Это была путевка на мою первую госпитализацию в психиатрическую больницу. Я быстро стал читать. После анкетных данных следовало: «За последний год усилились антисоветские настроения. На работе игнорировал общественно-политические мероприятия, насмехался над ними. Конфликтовал с сотрудниками. Уволен с работы».
Тут меня отогнали, а путевку положили подальше от моих глаз. Опять пришлось долго ждать. От бессонной ночи я устал. Наконец приехала санитарная машина. Меня вручили двум санитарам, посадили в машину и повезли. Ехали тоже очень долго. Ночные улицы Москвы были пустынны. Я верил, что я психически здоров. К тому же я знал из передач западных радиостанций о том, в каких целях используется психиатрия в Совдепии.

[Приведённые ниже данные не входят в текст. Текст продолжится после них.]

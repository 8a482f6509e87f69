//! Corner-relative point reflection.
//!
//! Geometry is stored relative to the south-east corner and projected
//! onto the other three corners by negating x for the western corners
//! and y for the northern ones. The two flips are independent
//! involutions on [`Point`]; the functions here only decide which of them
//! to apply.

use tessel_core::{Corner, Direction, IllegalArgument, Point};
use tracing::trace;

/// Reflect a south-east-relative `point` into the frame of `corner`.
///
/// # Examples
///
/// ```
/// use tessel_space::{reflect_to_corner, Corner, Point};
///
/// let p = Point::new(3, -2);
/// assert_eq!(reflect_to_corner(p, Corner::NorthEast), Point::new(3, 2));
/// assert_eq!(reflect_to_corner(p, Corner::SouthWest), Point::new(-3, -2));
/// ```
pub const fn reflect_to_corner(point: Point, corner: Corner) -> Point {
    let mut out = point;
    if corner.flips_x() {
        out = out.flip_x();
    }
    if corner.flips_y() {
        out = out.flip_y();
    }
    out
}

/// [`reflect_to_corner`] for callers holding a plain [`Direction`].
///
/// Fails with [`IllegalArgument::Corner`] unless `corner` is one of the
/// four diagonals.
pub fn reflect_to_direction(point: Point, corner: Direction) -> Result<Point, IllegalArgument> {
    let corner = Corner::try_from(corner)
        .inspect_err(|_| trace!(direction = %corner, "not a reflection corner"))?;
    Ok(reflect_to_corner(point, corner))
}

#[cfg(test)]
mod tests {
    use super::*;
    use proptest::prelude::*;
    use tessel_test_utils::{arb_corner, arb_point};

    #[test]
    fn concrete_reflections() {
        let p = Point::new(3, -2);
        assert_eq!(reflect_to_corner(p, Corner::SouthEast), p);
        assert_eq!(reflect_to_corner(p, Corner::NorthEast), Point::new(3, 2));
        assert_eq!(reflect_to_corner(p, Corner::SouthWest), Point::new(-3, -2));
        assert_eq!(reflect_to_corner(p, Corner::NorthWest), Point::new(-3, 2));
    }

    #[test]
    fn direction_form_rejects_cardinals() {
        let p = Point::new(1, 1);
        for d in [
            Direction::North,
            Direction::East,
            Direction::South,
            Direction::West,
        ] {
            assert_eq!(
                reflect_to_direction(p, d),
                Err(IllegalArgument::Corner { direction: d })
            );
        }
    }

    #[test]
    fn direction_form_agrees_with_corner_form() {
        let p = Point::new(-7, 4);
        for c in Corner::ALL {
            assert_eq!(
                reflect_to_direction(p, c.direction()),
                Ok(reflect_to_corner(p, c))
            );
        }
    }

    #[test]
    fn extreme_points_reflect_and_restore() {
        for p in [
            Point::new(i32::MIN, i32::MIN),
            Point::new(i32::MAX, i32::MAX),
            Point::new(i32::MIN, i32::MAX),
            Point::new(i32::MAX, i32::MIN),
        ] {
            for c in Corner::ALL {
                assert_eq!(reflect_to_corner(reflect_to_corner(p, c), c), p, "{p} via {c:?}");
            }
        }
        let min = Point::new(i32::MIN, i32::MIN);
        assert_eq!(reflect_to_corner(min, Corner::NorthWest), min);
    }

    #[test]
    fn reflecting_a_neighbourhood_corner_lands_on_that_corner() {
        // The south-east unit offset reflected into each corner is that
        // corner's own offset.
        let se = Point::new(1, 1);
        assert_eq!(reflect_to_corner(se, Corner::NorthEast), Point::new(1, -1));
        assert_eq!(reflect_to_corner(se, Corner::SouthWest), Point::new(-1, 1));
        assert_eq!(reflect_to_corner(se, Corner::NorthWest), Point::new(-1, -1));
    }

    proptest! {
        #[test]
        fn reflection_is_involution(p in arb_point(), c in arb_corner()) {
            prop_assert_eq!(reflect_to_corner(reflect_to_corner(p, c), c), p);
        }

        #[test]
        fn south_east_is_identity(p in arb_point()) {
            prop_assert_eq!(reflect_to_corner(p, Corner::SouthEast), p);
        }

        #[test]
        fn north_west_composes_the_other_two(p in arb_point()) {
            let via_ne_sw = reflect_to_corner(reflect_to_corner(p, Corner::NorthEast), Corner::SouthWest);
            prop_assert_eq!(reflect_to_corner(p, Corner::NorthWest), via_ne_sw);
        }
    }
}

Но всё же для самого себя требовалась и самопроверка. Глядя в окно, я читал встречающиеся на улицах надписи: «МОЛОКО», «БУЛОЧНАЯ», «ГАЛАНТЕРЕЯ», «ПРОМТОВАРЫ»...
Я все понимал, значит память и рассудок в порядке. Сейчас я понимаю, что эта самопроверка была наивной, но тогда другого мне ничего не оставалось.
И еще я был спокоен: думал, что в больнице я всё объясню врачам, они всё поймут и меня тут же выпустят. Ведь нельзя же держать в больнице психически здорового человека!
Но вот машина свернула к забору. Перед воротами надпись: «МОСКОВСКАЯ ГОРОДСКАЯ ПСИХИАТРИЧЕСКАЯ БОЛЬНИЦА № 15».
Мои письма по поводу необоснованного увольнения с работы остались неотправленными.